▶ **WHAT THE EXERCISE ASKS**
Run through the records and, wherever a line holds the word "ShaderModule", return that line.

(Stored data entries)
◆ ◆ ◆ ◆ ◆

//! Shader-side matrix inversion, emitted fully unrolled.

use super::ir::{Place, ShaderBinaryOp, ShaderExpr, ShaderFunction, ShaderType, Stmt};
use super::module::ShaderModule;
use crate::matrix::InversionError;

pub const DEFAULT_PIVOT_EPSILON: f64 = 1e-4;

/// Name of the module constant holding the pivot epsilon.
pub const PIVOT_EPSILON: &str = "PIVOT_EPSILON";

pub fn inverse_function_name(n: usize) -> String {
    format!("invertMatrix{}", n)
}

/// Adds `invertMatrixN` and the epsilon constant it reads, once per `n`.
pub fn add_runtime_inverse(
    module: &mut ShaderModule,
    n: usize,
    epsilon: f64,
) -> Result<String, InversionError> {
    let name = inverse_function_name(n);
    if !module.contains_function(&name) {
        let function = runtime_inverse(n)?;
        module.add_constant(PIVOT_EPSILON, ShaderType::Float, ShaderExpr::Float(epsilon));
        module.add_function(function);
    }
    Ok(name)
}

/// `p = sign(p) * eps` whenever `|p| < eps`, treating zero as positive.
fn clamp_pivot(name: &str) -> Stmt {
    let p = ShaderExpr::var(name);
    let eps = ShaderExpr::var(PIVOT_EPSILON);
    Stmt::If {
        cond: ShaderExpr::binary(
            ShaderBinaryOp::Lt,
            ShaderExpr::call("abs", vec![p.clone()]),
            eps.clone(),
        ),
        then: vec![Stmt::If {
            cond: ShaderExpr::binary(ShaderBinaryOp::Lt, p, ShaderExpr::Float(0.0)),
            then: vec![Stmt::assign(Place::Var(name.into()), ShaderExpr::neg(eps.clone()))],
            otherwise: vec![Stmt::assign(Place::Var(name.into()), eps)],
        }],
        otherwise: vec![],
    }
}

pub fn runtime_inverse(n: usize) -> Result<ShaderFunction, InversionError> {
    let body = match n {
        2 => closed_form_2x2(),
        3 | 4 => gauss_jordan(n),
        n => return Err(InversionError::UnsupportedDimension(n)),
    };
    Ok(ShaderFunction::new(
        inverse_function_name(n),
        vec![(ShaderType::Mat(n), "m".into())],
        ShaderType::Mat(n),
    )
    .with_body(body))
}

fn closed_form_2x2() -> Vec<Stmt> {
    let m = |c, r| ShaderExpr::element("m", c, r);
    vec![
        Stmt::let_(
            ShaderType::Float,
            "det",
            ShaderExpr::sub(ShaderExpr::mul(m(0, 0), m(1, 1)), ShaderExpr::mul(m(1, 0), m(0, 1))),
        ),
        clamp_pivot("det"),
        Stmt::Return(ShaderExpr::div(
            ShaderExpr::Construct(
                ShaderType::Mat(2),
                vec![m(1, 1), ShaderExpr::neg(m(0, 1)), ShaderExpr::neg(m(1, 0)), m(0, 0)],
            ),
            ShaderExpr::var("det"),
        )),
    ]
}

fn swap(matrix: &str, cols: std::ops::Range<usize>, r1: usize, r2: usize, out: &mut Vec<Stmt>) {
    for c in cols {
        out.push(Stmt::assign(Place::Var("s".into()), ShaderExpr::element(matrix, c, r1)));
        out.push(Stmt::assign(
            Place::Element(matrix.into(), c, r1),
            ShaderExpr::element(matrix, c, r2),
        ));
        out.push(Stmt::assign(Place::Element(matrix.into(), c, r2), ShaderExpr::var("s")));
    }
}

/// Gauss-Jordan on `[a | inv]` with rows addressed as `x[col][row]`.
/// Columns of `a` left of the pivot are already zero below and above it and
/// are skipped.
fn gauss_jordan(n: usize) -> Vec<Stmt> {
    let mut body = vec![
        Stmt::let_(ShaderType::Mat(n), "a", ShaderExpr::var("m")),
        Stmt::let_(
            ShaderType::Mat(n),
            "inv",
            ShaderExpr::Construct(ShaderType::Mat(n), vec![ShaderExpr::Float(1.0)]),
        ),
        Stmt::let_(ShaderType::Float, "s", ShaderExpr::Float(0.0)),
        Stmt::let_(ShaderType::Float, "p", ShaderExpr::Float(0.0)),
        Stmt::let_(ShaderType::Float, "f", ShaderExpr::Float(0.0)),
    ];
    let abs = |c, r| ShaderExpr::call("abs", vec![ShaderExpr::element("a", c, r)]);

    for k in 0..n {
        body.push(Stmt::Comment(format!("column {}", k)));
        for r in k + 1..n {
            let mut swaps = Vec::new();
            swap("a", k..n, k, r, &mut swaps);
            swap("inv", 0..n, k, r, &mut swaps);
            body.push(Stmt::If {
                cond: ShaderExpr::binary(ShaderBinaryOp::Gt, abs(k, r), abs(k, k)),
                then: swaps,
                otherwise: vec![],
            });
        }

        body.push(Stmt::assign(Place::Var("p".into()), ShaderExpr::element("a", k, k)));
        body.push(clamp_pivot("p"));
        for (matrix, first) in [("a", k), ("inv", 0)] {
            for c in first..n {
                body.push(Stmt::assign(
                    Place::Element(matrix.into(), c, k),
                    ShaderExpr::div(ShaderExpr::element(matrix, c, k), ShaderExpr::var("p")),
                ));
            }
        }

        for r in (0..n).filter(|r| *r != k) {
            body.push(Stmt::assign(Place::Var("f".into()), ShaderExpr::element("a", k, r)));
            for (matrix, first) in [("a", k), ("inv", 0)] {
                for c in first..n {
                    body.push(Stmt::assign(
                        Place::Element(matrix.into(), c, r),
                        ShaderExpr::sub(
                            ShaderExpr::element(matrix, c, r),
                            ShaderExpr::mul(ShaderExpr::var("f"), ShaderExpr::element(matrix, c, k)),
                        ),
                    ));
                }
            }
        }
    }

    body.push(Stmt::Return(ShaderExpr::var("inv")));
    body
}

◆ ◆ ◆ ◆ ◆

▶ **TASK OUTPUT**
use super::module::ShaderModule;
    module: &mut ShaderModule,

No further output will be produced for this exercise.